Entretanto, o maior motivo de desconfiança é a história de rivalidade. Ao longo das últimas décadas, as torcidas construíram um longo histórico de conflitos, e uma das formas de ganhar prestígio dentro delas é justamente mostrar coragem nas brigas contra os rivais. “Sentar para dialogar com o rival é um tabu”, diz Dantas, se referindo especificamente à rixa entre Os Imbatíveis e a Bamor, do Bahia.

Por mais que haja conversas iniciais, quase todas acabam diante de uma situação resumida por um torcedor que pediu para não ser identificado. “Quem vai querer sentar para conversar com alguém que matou um amigo seu?”

Mesmo nos atos, o clima não é sempre pacífico. Em protestos na Av. Paulista, palmeirenses e corinthianos trocaram escaramuças. Em outros estados, cada torcida faz seu ato, de forma separada, mesmo que ocupando quase o mesmo local.

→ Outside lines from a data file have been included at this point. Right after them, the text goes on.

// message.rs — User-facing copy for denial reasons.
//
// The resolver returns reason codes; rendering layers map them to the
// strings shown in tooltips and disabled-control labels. Keeping the copy
// here in one catalog means every surface shows the same words for the
// same reason.

use crate::resolver::{Decision, DenyReason};

/// The message shown to the user for a denial reason.
///
/// The wording is fixed: tests and accessibility labels key off these
/// exact strings.
pub fn deny_message(reason: DenyReason) -> &'static str {
    match reason {
        DenyReason::NotConnected => "Please connect your wallet",
        DenyReason::WrongNetwork => "Your wallet is connected to the wrong network",
        DenyReason::NotOwnerOrAllowedRole => {
            "Your connected wallet is not a signer of this Safe Account"
        }
        DenyReason::Undeployed => "You need to activate the Safe before transacting",
    }
}

/// The message for a decision, or `None` when the action is allowed.
pub fn decision_message(decision: &Decision) -> Option<&'static str> {
    decision.deny_reason().map(deny_message)
}

#[cfg(test)]
mod tests {
    use super::*;

    #[test]
    fn every_reason_has_a_message() {
        for reason in [
            DenyReason::NotConnected,
            DenyReason::WrongNetwork,
            DenyReason::NotOwnerOrAllowedRole,
            DenyReason::Undeployed,
        ] {
            assert!(!deny_message(reason).is_empty());
        }
    }

    #[test]
    fn messages_match_published_copy() {
        assert_eq!(
            deny_message(DenyReason::NotConnected),
            "Please connect your wallet"
        );
        assert_eq!(
            deny_message(DenyReason::NotOwnerOrAllowedRole),
            "Your connected wallet is not a signer of this Safe Account"
        );
        assert_eq!(
            deny_message(DenyReason::Undeployed),
            "You need to activate the Safe before transacting"
        );
    }

    #[test]
    fn allowed_decision_has_no_message() {
        assert_eq!(decision_message(&Decision::Allowed), None);
        assert_eq!(
            decision_message(&Decision::denied(DenyReason::WrongNetwork)),
            Some("Your wallet is connected to the wrong network")
        );
    }
}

Enquanto esta reportagem era produzida, o racha se tornou mais agudo em São Paulo. Contrariados com a pressão do Somos Democracia para que o PCO (Partido da Causa Operária), um minúsculo agrupamento de extrema-esquerda, não levasse suas bandeiras para o protesto do último dia 28, o Palestra Sinistro decidiu abandonar as ruas para não ter de ficar ao lado do grupo de corinthianos.


Torcedores do ‘Trio de Ferro’ se unem em novo protesto contra o governo Bolsonaro | Porém.netCuritiba, tem as torcidas do MOC-Movimento Organizado Coritibano, Coxacomunas (Do Coritiba) Atleticanhatos e CAP Antifas (Do Athético) e Gralha Marx (Do Paraná Clube)

Em Curitiba, em contrapartida, o movimento é inverso. Torcedores esquerdistas de Athlético, Coritiba e Paraná, já fizeram um ato em conjunto e devem fazer outro ainda em julho, se a epidemia não se agravar na cidade. Uma das organizadoras é Diovana Andrade, ex-filiada à Império alviverde, do Coritiba, e atual diretora do Somos Democracia na capital paranaense. “Aqui todo mundo está junto. A rivalidade fica mais dentro de campo mesmo”, explica a torcedora, que na vida profissional é uma promotora de eventos - quase sem clientes atualmente.

Com tantas diferenças locais, a criação de uma organização nacional para os atos ainda é um sonho distante. Apenas o Somos Democracia tem alcance maior, mas ainda enfrenta resistência.

Mas esses torcedores mostram que não têm pressa. Organizando atos para fim de julho, agosto e até setembro, estão se preparando para uma batalha longa. E deixam claro que os atos só vão chegar ao seu potencial quando passar a pandemia, e todos poderão ir para a rua sem medo de levar o coronavírus para dentro de suas casas.